Re: seek within a large file

From: Gerhard W. Gruber (sparhawk_at_gmx.at)
Date: 10/17/03


Date: Fri, 17 Oct 2003 21:57:59 +0200

On Fri, 17 Oct 2003 10:40:16 -0700 wrote Paul Lutus <nospam@nosite.zzz> in
comp.os.linux.misc with <vp0ac21j761l0f@corp.supernews.com>

>It is ultimately a C programming issue.

Not really. If he would call the read function from assembly it would be still
the same problem, but then it would be an assembly language question? Couldn't
be so. The problem is not with the name of the function, but what it doesn,
and that is the task of the operating system to provide. He is not asking what
the defined functionality is that is behind this function. If so then it would
be a C question, because then you can answer him, what the standard says what
this function should do. He is asking about an implementation detail, which is
most surely handled by the driver of the file system and which is no part of
the defined standard. As such it is a driver question, which makes it
operating system specific.

>> If he has to support multiple OS's and rely on that feature, then I would
>> suggest testing it, and check if this is really as he needs it. If not,
>> then he must find non-portable ways to achieve it an all targe platforms.
>
>Yes, unfortunately.

That's the way of cross platform programming. :) Even if the standard would
say the function may not read sequentially until it hits the offest, it could
easily be that he finds a system where it is still implemented this way. So
there is no way around testing on the target platform.

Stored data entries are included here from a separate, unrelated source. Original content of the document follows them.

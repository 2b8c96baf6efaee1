//! # Document Store
//!
//! Owns the single [`FormDocument`] a form edits.
//!
//! Two ownership modes:
//!
//! - **Uncontrolled**: the store owns the data. Commits replace it directly.
//!   The host pushes whole replacement documents through a [`ChangeSender`],
//!   which the engine drains between ticks.
//! - **Controlled**: the host owns the data. Commits are applied
//!   optimistically and remembered as pending patches until the host hands
//!   back a document through [`DocumentStore::set_document`]. That call
//!   rebases: patches the host document already reflects are acknowledged,
//!   the rest are replayed on top of it.
//!
//! ```text
//! commit ──► change_object(next, invalid) ──► version + 1
//!                    │ (controlled)
//!                    └──► pending patch ──► set_document ──► ack | replay
//! ```

use crate::{path::kind_of, FieldPath, FormDocument, StoreError};
use futures::channel::mpsc::{self, UnboundedReceiver, UnboundedSender};
use serde::{Deserialize, Serialize};
use serde_json::Value;
use std::collections::BTreeMap;
use tracing::debug;

/// Field name → blocking validation message
pub type InvalidMap = BTreeMap<String, String>;

#[derive(Debug, Clone, Copy, PartialEq, Eq, Default, Serialize, Deserialize)]
#[serde(rename_all = "camelCase")]
pub enum StoreMode {
    Controlled,
    #[default]
    Uncontrolled,
}

/// Commit written optimistically into a controlled document
#[derive(Debug, Clone, PartialEq)]
pub struct PendingPatch {
    /// Opaque id of the committer (the engine uses the field's arena index)
    pub origin: usize,

    pub path: FieldPath,

    pub value: Value,

    /// Document version the commit produced
    pub version: u64,
}

/// Outcome of rebasing pending patches onto a host document
#[derive(Debug, Clone, Default, PartialEq)]
pub struct Rebase {
    /// Origins whose patches the host document already contains
    pub acknowledged: Vec<usize>,

    /// Origins whose patches were replayed on top of the host document
    pub replayed: Vec<usize>,

    /// Origins whose patches no longer bind against the host document
    pub dropped: Vec<usize>,

    /// Version after the rebase
    pub version: u64,
}

/// Handle for pushing replacement documents into an uncontrolled store
#[derive(Debug, Clone)]
pub struct ChangeSender {
    tx: UnboundedSender<Value>,
}

impl ChangeSender {
    pub fn send(&self, document: Value) -> Result<(), StoreError> {
        self.tx
            .unbounded_send(document)
            .map_err(|_| StoreError::ChannelClosed)
    }
}

#[derive(Debug)]
pub struct DocumentStore {
    mode: StoreMode,
    document: FormDocument,
    invalid: InvalidMap,
    pending: Vec<PendingPatch>,
    changes_tx: UnboundedSender<Value>,
    changes_rx: UnboundedReceiver<Value>,
}

impl DocumentStore {
    pub fn new(mode: StoreMode, initial: Value) -> Result<Self, StoreError> {
        ensure_object(&initial)?;
        let (changes_tx, changes_rx) = mpsc::unbounded();

        Ok(Self {
            mode,
            document: FormDocument::new(initial),
            invalid: InvalidMap::new(),
            pending: Vec::new(),
            changes_tx,
            changes_rx,
        })
    }

    pub fn mode(&self) -> StoreMode {
        self.mode
    }

    pub fn document(&self) -> &FormDocument {
        &self.document
    }

    pub fn version(&self) -> u64 {
        self.document.version()
    }

    pub fn invalid_map(&self) -> &InvalidMap {
        &self.invalid
    }

    pub fn pending_patches(&self) -> &[PendingPatch] {
        &self.pending
    }

    /// Whether a committer still has an unacknowledged patch
    pub fn is_pending(&self, origin: usize) -> bool {
        self.pending.iter().any(|p| p.origin == origin)
    }

    /// Store boundary: adopt `next` as the new document version.
    ///
    /// `patch` names the single write that produced `next`; controlled
    /// stores keep it until the host acknowledges it.
    pub fn change_object(
        &mut self,
        next: Value,
        invalid: InvalidMap,
        patch: Option<(usize, FieldPath, Value)>,
    ) -> u64 {
        let version = self.document.replace(next);
        self.invalid = invalid;

        if let (StoreMode::Controlled, Some((origin, path, value))) = (self.mode, patch) {
            debug!(origin, path = %path, version, "Recording pending patch");
            self.pending.push(PendingPatch {
                origin,
                path,
                value,
                version,
            });
        }

        version
    }

    /// Record validation state without producing a new document version
    pub fn set_invalid_map(&mut self, invalid: InvalidMap) {
        self.invalid = invalid;
    }

    /// Host hands back its document (controlled mode only)
    pub fn set_document(&mut self, host: Value) -> Result<Rebase, StoreError> {
        if self.mode == StoreMode::Uncontrolled {
            return Err(StoreError::Uncontrolled);
        }
        ensure_object(&host)?;

        let pending = std::mem::take(&mut self.pending);
        let mut working = host;
        let mut rebase = Rebase::default();

        for patch in pending {
            if patch.path.get(&working) == Some(&patch.value) {
                rebase.acknowledged.push(patch.origin);
                continue;
            }
            match patch.path.assign(&mut working, patch.value.clone()) {
                Ok(()) => {
                    rebase.replayed.push(patch.origin);
                    self.pending.push(patch);
                }
                Err(err) => {
                    debug!(origin = patch.origin, error = %err, "Dropping pending patch");
                    rebase.dropped.push(patch.origin);
                }
            }
        }

        rebase.version = if self.document == working {
            self.document.version()
        } else {
            self.document.replace(working)
        };

        Ok(rebase)
    }

    /// Sender for pushing external documents (uncontrolled mode only)
    pub fn change_sender(&self) -> Result<ChangeSender, StoreError> {
        match self.mode {
            StoreMode::Uncontrolled => Ok(ChangeSender {
                tx: self.changes_tx.clone(),
            }),
            StoreMode::Controlled => Err(StoreError::Controlled),
        }
    }

    /// Apply every document waiting on the change channel.
    ///
    /// Returns how many replacements produced a new version. Non-object
    /// documents are skipped.
    pub fn drain_changes(&mut self) -> usize {
        let mut applied = 0;

        while let Ok(Some(next)) = self.changes_rx.try_next() {
            if let Err(err) = ensure_object(&next) {
                debug!(error = %err, "Ignoring external document");
                continue;
            }
            if self.document == next {
                continue;
            }
            self.document.replace(next);
            applied += 1;
        }

        applied
    }
}

fn ensure_object(value: &Value) -> Result<(), StoreError> {
    if value.is_object() {
        Ok(())
    } else {
        Err(StoreError::NotAnObject(kind_of(value)))
    }
}

#[cfg(test)]
mod tests {
    use super::*;
    use serde_json::json;

    fn path(raw: &str) -> FieldPath {
        FieldPath::parse(raw).unwrap()
    }

    #[test]
    fn test_root_must_be_object() {
        assert!(matches!(
            DocumentStore::new(StoreMode::Uncontrolled, json!([1])),
            Err(StoreError::NotAnObject("an array"))
        ));
    }

    #[test]
    fn test_change_object_bumps_version() {
        let mut store = DocumentStore::new(StoreMode::Uncontrolled, json!({"a": 1})).unwrap();
        let v = store.change_object(json!({"a": 2}), InvalidMap::new(), None);
        assert_eq!(v, 1);
        assert_eq!(store.document().data(), &json!({"a": 2}));
        assert!(store.pending_patches().is_empty());
    }

    #[test]
    fn test_uncontrolled_rejects_set_document() {
        let mut store = DocumentStore::new(StoreMode::Uncontrolled, json!({})).unwrap();
        assert!(matches!(
            store.set_document(json!({})),
            Err(StoreError::Uncontrolled)
        ));
    }

    #[test]
    fn test_controlled_rejects_change_sender() {
        let store = DocumentStore::new(StoreMode::Controlled, json!({})).unwrap();
        assert!(matches!(store.change_sender(), Err(StoreError::Controlled)));
    }

    #[test]
    fn test_rebase_acknowledges_and_replays() {
        let mut store =
            DocumentStore::new(StoreMode::Controlled, json!({"a": "", "b": ""})).unwrap();

        store.change_object(
            json!({"a": "x", "b": ""}),
            InvalidMap::new(),
            Some((1, path("a"), json!("x"))),
        );
        store.change_object(
            json!({"a": "x", "b": "y"}),
            InvalidMap::new(),
            Some((2, path("b"), json!("y"))),
        );
        assert!(store.is_pending(1));
        assert!(store.is_pending(2));

        // Host has seen the first commit only
        let rebase = store.set_document(json!({"a": "x", "b": ""})).unwrap();
        assert_eq!(rebase.acknowledged, vec![1]);
        assert_eq!(rebase.replayed, vec![2]);
        assert!(!store.is_pending(1));
        assert!(store.is_pending(2));
        assert_eq!(store.document().data(), &json!({"a": "x", "b": "y"}));
        // Same data as before the rebase: no new version
        assert_eq!(rebase.version, 2);
    }

    #[test]
    fn test_rebase_drops_unbindable_patch() {
        let mut store = DocumentStore::new(StoreMode::Controlled, json!({"a": {}})).unwrap();
        store.change_object(
            json!({"a": {"b": 1}}),
            InvalidMap::new(),
            Some((7, path("a.b"), json!(1))),
        );

        let rebase = store.set_document(json!({"a": 5})).unwrap();
        assert_eq!(rebase.dropped, vec![7]);
        assert_eq!(store.document().data(), &json!({"a": 5}));
        assert_eq!(rebase.version, 2);
    }

    #[test]
    fn test_drain_changes_applies_external_documents() {
        let mut store = DocumentStore::new(StoreMode::Uncontrolled, json!({"a": 1})).unwrap();
        let sender = store.change_sender().unwrap();

        sender.send(json!({"a": 1})).unwrap();
        sender.send(json!("not an object")).unwrap();
        sender.send(json!({"a": 3})).unwrap();

        assert_eq!(store.drain_changes(), 1);
        assert_eq!(store.version(), 1);
        assert_eq!(store.document().data(), &json!({"a": 3}));
        assert_eq!(store.drain_changes(), 0);
    }
}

I once used printf in a way I normally didn't and it worked because I read the
man page about it. Unfortunately I didn't know that there are differences
between BSD and System V Unix versions. So you can not even rely with such a
basic standard function to support all features, you may need, on all
platforms.

>But it is what one should expect to get in a non-programming newsgroup.

:) That is true. :)

-- 
Gerhard Gruber
Für jedes menschliche Problem gibt es immer eine einfache Lösung:
Klar, einleuchtend und falsch. (Henry Louis Mencken)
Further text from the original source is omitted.